Un middleware rack-enabled

15 giugno 2010

Un middleware rack-enabled

Creare un middleware rack-enabled è un’operazione estremamente semplice, la classe in questione deve solamente poter ricevere un parametro nel costruttore e possedere un metodo chiamato call che accetta in ingresso un ulteriore parametro, un semplice esempio di questa struttura è il seguente:

class Reverse
  
  def initialize(app)
    @app = app
  end
  
  def call(env)
    @app.call(env)
  end
  
end

Il metodo call è la chiave di volta che consente ai vari anelli della catena, alle varie classi dei vari middleware, di potersi passare e di poter modificare l’oggetto contenente i dati di richiesta HTTP. Nell’esempio appena esposto, tale oggetto è contenuto nell’argomento env mentre il parametro app, passato al costruttore della classe, contiene un’istanza del successivo anello della catena.

È piena responsabilità di ogni anello invocare correttamente il successivo; nel nostro caso il compito viene assolto dall’unica istruzione presente nel metodo call. Volendo provare a schematizzare l’operatività in termini di chiamate a funzioni per una catena formata da tre ipotetici middleware Compress, Reverse e Traslate ne risulterebbe il seguente listato:

risposta_in_uscita = Compress.new(
                       Reverse.new(
                         Traslate.new(
                           MyApp.new
                         )
                       )
                     ).call(richiesta_in_ingresso)			 

Questo esempio offre lo spunto per riflettere sulla considerazione che di ogni catena l’ultimo anello è sempre formato dall’applicazione stessa, è quindi diretta conseguenza di questo ragionamento l’osservazione che ogni applicazione che voglia beneficiare di uno stack costruito con middleware rack-enabled debba predisporre al suo interno una classe che contenga un metodo call che deve fungere da ‘punto di connessione’ ricevendo in ingresso l’oggetto contenente le richieste e ritornando le debite risposte (ad esempio una pagina HTML).

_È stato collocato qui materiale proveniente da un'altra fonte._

impl<'a, P: JsonRpcProvider + 'static> TransactionBuilder<'a, P> {
	pub const BALANCE_OF_FUNCTION: &'static str = "balanceOf";
	pub const DUMMY_PUB_KEY: &'static str =
		"02ec143f00b88524caf36a0121c2de09eef0519ddbe1c710a00f0e2663201ee4c0";

	pub fn new() -> Self {
		Self::default()
	}

	pub fn with_client(client: &'a RpcClient<P>) -> Self {
		Self { client: Some(client), ..Self::default() }
	}

	fn client(&self) -> Result<&'a RpcClient<P>, TransactionError> {
		self.client
			.ok_or_else(|| TransactionError::IllegalState("Client is not set".to_string()))
	}

	pub fn version(&mut self, version: u8) -> &mut Self {
		self.version = version;
		self
	}

	pub fn nonce(&mut self, nonce: u32) -> Result<&mut Self, TransactionError> {
		self.nonce = Some(nonce);
		Ok(self)
	}

	/// The height until which the transaction stays valid. Defaults to
	/// `currentHeight + maxValidUntilBlockIncrement - 1` when unset.
	pub fn valid_until_block(&mut self, block: u32) -> Result<&mut Self, TransactionError> {
		if block == 0 {
			return Err(TransactionError::InvalidBlock);
		}
		self.valid_until_block = Some(block);
		Ok(self)
	}

	/// Sets the signers. Order is preserved; accounts must be unique;
	/// every signer's scope configuration must be consistent.
	pub fn set_signers(&mut self, signers: Vec<Signer>) -> Result<&mut Self, TransactionError> {
		if signers.len() > NeoConstants::MAX_SIGNER_SUBITEMS as usize {
			return Err(TransactionError::TooManySigners);
		}

		let mut seen: HashSet<H160> = HashSet::new();
		for signer in &signers {
			if !seen.insert(*signer.get_signer_hash()) {
				return Err(TransactionError::DuplicateSigner);
			}
			signer.validate_scopes()?;
		}

		self.signers = signers;
		Ok(self)
	}

	pub fn signers(&self) -> &Vec<Signer> {
		&self.signers
	}

	/// Moves the signer with the given account hash to the front; the
	/// first signer pays the fees.
	pub fn first_signer_by_hash(&mut self, sender: &H160) -> Result<&mut Self, TransactionError> {
		use crate::builder::WitnessScope;
		if self.signers.iter().any(|s| s.get_scopes().contains(&WitnessScope::None)) {
			return Err(TransactionError::ScriptFormat(
				"This transaction contains a signer with fee-only witness scope that will cover the fees. Hence, the order of the signers does not affect the payment of the fees.".to_string(),
			));
		}
		if let Some(pos) = self.signers.iter().position(|s| s.get_signer_hash() == sender) {
			let signer = self.signers.remove(pos);
			self.signers.insert(0, signer);
			Ok(self)
		} else {
			Err(TransactionError::ScriptFormat(format!(
				"Could not find a signer with script hash {}. Make sure to add the signer before calling this method.",
				sender
			)))
		}
	}

	pub fn first_signer(
		&mut self,
		sender: &crate::neo_protocol::Account,
	) -> Result<&mut Self, TransactionError> {
		self.first_signer_by_hash(&sender.get_script_hash())
	}

	pub fn set_script(&mut self, script: Option<Bytes>) -> &mut Self {
		self.script = script;
		self
	}

	pub fn extend_script(&mut self, script: Vec<u8>) -> &mut Self {
		match &mut self.script {
			Some(existing) => existing.extend(script),
			None => self.script = Some(script),
		}
		self
	}

	pub fn script(&self) -> Option<&Bytes> {
		self.script.as_ref()
	}

	/// Adds attributes, keeping the count cap and the at-most-one rule
	/// for `HighPriority` and `OracleResponse`.
	pub fn add_attributes(
		&mut self,
		attributes: Vec<TransactionAttribute>,
	) -> Result<&mut Self, TransactionError> {
		if self.attributes.len() + attributes.len()
			> NeoConstants::MAX_TRANSACTION_ATTRIBUTES as usize
		{
			return Err(TransactionError::TransactionConfiguration(format!(
				"A transaction takes at most {} attributes",
				NeoConstants::MAX_TRANSACTION_ATTRIBUTES
			)));
		}
		for attribute in attributes {
			let duplicate = match &attribute {
				TransactionAttribute::HighPriority => self
					.attributes
					.iter()
					.any(|a| matches!(a, TransactionAttribute::HighPriority)),
				TransactionAttribute::OracleResponse { .. } => self
					.attributes
					.iter()
					.any(|a| matches!(a, TransactionAttribute::OracleResponse { .. })),
			};
			if duplicate {
				return Err(TransactionError::TransactionConfiguration(
					"A transaction can carry each attribute kind at most once".to_string(),
				));
			}
			self.attributes.push(attribute);
		}
		Ok(self)
	}

	/// An extra network fee on top of the calculated one, e.g. to win
	/// mempool priority.
	pub fn additional_network_fee(&mut self, fee: i64) -> &mut Self {
		self.additional_network_fee = fee;
		self
	}

	pub fn additional_system_fee(&mut self, fee: i64) -> &mut Self {
		self.additional_system_fee = fee;
		self
	}

	/// Called with (required fee, sender GAS balance) instead of
	/// failing when the sender cannot cover the fees.
	pub fn set_fee_consumer(&mut self, consumer: Box<dyn Fn(i64, i64) + Send + Sync>) -> &mut Self {
		self.fee_consumer = Some(consumer);
		self
	}

	/// Dry-runs the script via `invokescript` with the configured
	/// signers. The consumed gas of a HALTing run becomes the baseline
	/// system fee.
	pub async fn call_invoke_script(&self) -> Result<InvocationResult, TransactionError> {
		let script = self
			.script
			.as_ref()
			.filter(|script| !script.is_empty())
			.ok_or(TransactionError::NoScript)?;
		self.client()?.invoke_script(script, &self.signers).await.map_err(Into::into)
	}

	/// Assembles the unsigned transaction: validates the configuration,
	/// fills the nonce and validUntilBlock defaults, prices the system
	/// fee through a dry run and the network fee through
	/// `calculatenetworkfee` with placeholder witnesses.
	pub async fn get_unsigned_tx(&mut self) -> Result<Transaction<'a, P>, TransactionError> {
		if self.signers.is_empty() {
			return Err(TransactionError::NoSigners);
		}
		let script = match &self.script {
			None => return Err(TransactionError::NoScript),
			Some(script) if script.is_empty() => return Err(TransactionError::EmptyScript),
			Some(script) => script.clone(),
		};
		for signer in &self.signers {
			signer.validate_scopes()?;
		}

		let client = self.client()?;

		let nonce = match self.nonce {
			Some(nonce) => nonce,
			// A cryptographically random nonce keeps otherwise identical
			// transactions distinct.
			None => rand::random::<u32>(),
		};

		let valid_until_block = match self.valid_until_block {
			Some(block) => block,
			None => {
				let current = client.get_block_count().await?;
				current + client.max_valid_until_block_increment() - 1
			},
		};

		if self.attributes.iter().any(|a| matches!(a, TransactionAttribute::HighPriority)) {
			self.ensure_committee_member_signs().await?;
		}

		let system_fee = self.get_system_fee_for_script().await? + self.additional_system_fee;

		let mut tx = Transaction {
			network: Some(client),
			version: self.version,
			nonce,
			valid_until_block,
			signers: self.signers.clone(),
			sys_fee: system_fee,
			net_fee: 0,
			attributes: self.attributes.clone(),
			script,
			witnesses: Vec::new(),
			block_count_when_sent: None,
		};

		let network_fee = self.get_network_fee(&tx).await? + self.additional_network_fee;
		tx.net_fee = network_fee;

		if let Some(fee_consumer) = &self.fee_consumer {
			let total = system_fee + network_fee;
			let balance = self.sender_gas_balance().await?;
			if balance < total {
				fee_consumer(total, balance);
			}
		}

		tx.validate()?;
		Ok(tx)
	}

	/// Dry-runs the script and returns the consumed gas. A `FAULT`
	/// terminal state is an error unless the client is configured to
	/// allow transmission on fault.
	pub async fn get_system_fee_for_script(&self) -> Result<i64, TransactionError> {
		let result = self.call_invoke_script().await?;
		if result.has_state_fault() && !self.client()?.allows_transmission_on_fault() {
			return Err(TransactionError::InvocationFault {
				exception: result
					.exception
					.clone()
					.unwrap_or_else(|| "no exception message".to_string()),
				stack: result.stack.clone(),
			});
		}
		Ok(result.gas_consumed_fractions())
	}

	/// Prices the network fee by appending placeholder witnesses of the
	/// correct byte lengths (one 64-byte signature per required
	/// signature) and handing the serialized bytes to
	/// `calculatenetworkfee`. The placeholders never leave this method.
	pub async fn get_network_fee(
		&self,
		tx: &Transaction<'a, P>,
	) -> Result<i64, TransactionError> {
		let mut priced = tx.clone();
		for signer in &self.signers {
			priced.add_witness(self.placeholder_witness(signer)?);
		}

		let fee = self.client()?.calculate_network_fee(&priced.to_array()).await?;
		Ok(fee.network_fee)
	}

	fn placeholder_witness(&self, signer: &Signer) -> Result<Witness, TransactionError> {
		// Only the 64-byte length matters for pricing; all-zero scalars
		// would not parse as a signature, so a constant valid one is used.
		let placeholder_signature = || {
			crate::crypto::Secp256r1Signature::from_scalars([1u8; 32], [1u8; 32])
				.expect("constant scalars are valid")
		};

		match signer {
			Signer::ContractSigner(contract_signer) =>
				Ok(Witness::create_contract_witness(contract_signer.verify_params())?),
			Signer::AccountSigner(account_signer) => {
				let account = account_signer.get_account();
				if let Some(script) = account.get_verification_script() {
					let threshold = script.get_signing_threshold().unwrap_or(1);
					let signatures: Vec<_> =
						(0..threshold).map(|_| placeholder_signature()).collect();
					Ok(Witness {
						invocation_script:
							crate::builder::InvocationScript::from_signatures(&signatures),
						verification_script: script.clone(),
					})
				} else {
					self.dummy_witness(placeholder_signature())
				}
			},
			Signer::TransactionSigner(_) => self.dummy_witness(placeholder_signature()),
		}
	}

	// Hash-only signers still need a placeholder of single-sig shape.
	fn dummy_witness(
		&self,
		signature: crate::crypto::Secp256r1Signature,
	) -> Result<Witness, TransactionError> {
		let dummy_key = Secp256r1PublicKey::from_encoded(Self::DUMMY_PUB_KEY)
			.expect("the dummy public key constant is valid");
		Ok(Witness {
			invocation_script: crate::builder::InvocationScript::from_signature(&signature),
			verification_script: crate::builder::VerificationScript::from_public_key(&dummy_key),
		})
	}

	async fn ensure_committee_member_signs(&self) -> Result<(), TransactionError> {
		let committee = self.client()?.get_committee().await?;
		let mut committee_hashes: HashSet<H160> = HashSet::new();
		for encoded in &committee {
			let key = Secp256r1PublicKey::from_encoded(encoded).ok_or_else(|| {
				TransactionError::IllegalState(
					"The node returned an invalid committee key".to_string(),
				)
			})?;
			committee_hashes.insert(H160::from_public_key(&key.get_encoded(true)).map_err(
				|e| TransactionError::IllegalState(format!("Invalid committee key: {e}")),
			)?);
		}

		let signs = self.signers.iter().any(|signer| {
			if committee_hashes.contains(signer.get_signer_hash()) {
				return true;
			}
			// A multi-sig signer qualifies when a committee member
			// participates in it.
			signer
				.as_account_signer()
				.and_then(|account_signer| {
					account_signer.get_account().get_verification_script().cloned()
				})
				.and_then(|script| script.get_public_keys().ok())
				.map(|keys| {
					keys.iter().any(|key| {
						H160::from_public_key(&key.get_encoded(true))
							.map(|hash| committee_hashes.contains(&hash))
							.unwrap_or(false)
					})
				})
				.unwrap_or(false)
		});

		if !signs {
			return Err(TransactionError::IllegalState(
				"Only committee members can send transactions with high priority".to_string(),
			));
		}
		Ok(())
	}

	async fn sender_gas_balance(&self) -> Result<i64, TransactionError> {
		let sender = *self.signers[0].get_signer_hash();
		let result = self
			.client()?
			.invoke_function(
				&GAS_TOKEN_HASH,
				Self::BALANCE_OF_FUNCTION.to_string(),
				vec![ContractParameter::h160(&sender)],
				None,
			)
			.await?;

		result
			.first_stack_item()
			.and_then(crate::neo_types::StackItem::as_int)
			.ok_or_else(|| {
				TransactionError::IllegalState(
					"balanceOf returned an unexpected stack".to_string(),
				)
			})
	}

	/// Builds the unsigned transaction and creates a witness for every
	/// signer.
	///
	/// Account signers need a decrypted key. Multi-sig and plain-data
	/// signers cannot be signed here; assemble their witnesses through
	/// [`crate::builder::ContractParametersContext`] or
	/// [`Witness::create_multi_sig_witness_from_keys`] and attach them
	/// with [`Transaction::add_witness`].
	pub async fn sign(&mut self) -> Result<Transaction<'a, P>, TransactionError> {
		let mut tx = self.get_unsigned_tx().await?;
		let hash_data = tx.get_hash_data().await?;

		for signer in &self.signers {
			let witness = match signer {
				Signer::ContractSigner(contract_signer) =>
					Witness::create_contract_witness(contract_signer.verify_params())?,
				Signer::AccountSigner(account_signer) => {
					let account = account_signer.get_account();
					if account.is_multi_sig() {
						return Err(TransactionError::IllegalState(
							"Transactions with multi-sig signers cannot be signed automatically; collect the signatures through a ContractParametersContext".to_string(),
						));
					}
					let key_pair = account.key_pair().ok_or_else(|| {
						TransactionError::IllegalState(format!(
							"Cannot create a witness for account {} without a decrypted private key",
							account.get_address()
						))
					})?;
					Witness::create(&hash_data, key_pair)?
				},
				Signer::TransactionSigner(_) =>
					return Err(TransactionError::IllegalState(
						"Cannot produce a witness for a plain transaction signer; attach it manually".to_string(),
					)),
			};
			tx.add_witness(witness);
		}

		Ok(tx)
	}
}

Completiamo la creazione del middleware Reverse aggiungendo quel minimo di logica necessaria a far si che ogni frammento di testo presente nella oggetto contenente la risposta venga invertito:

class Reverse
  
  def initialize(app)
    @app = app
  end
  
  def call(env)
     status, head, body = @app.call(env)
    [status, head, body.gsub(/\>([^\<]+)\</){|m| ">#{$1.reverse}<"}]
  end
  
end

L’oggetto che contiene la risposta è per convenzione costruito utilizzando un semplice array di tre valori, rispettivamente lo stato della risposta HTTP (ad es: 200), gli header della risposta ed il body della stessa. Nel middleware in costruzione è sufficiente quindi ritornare gli stessi tre elementi ricevuti avendo premura di invertire qualsiasi frammento di testo presente nel body.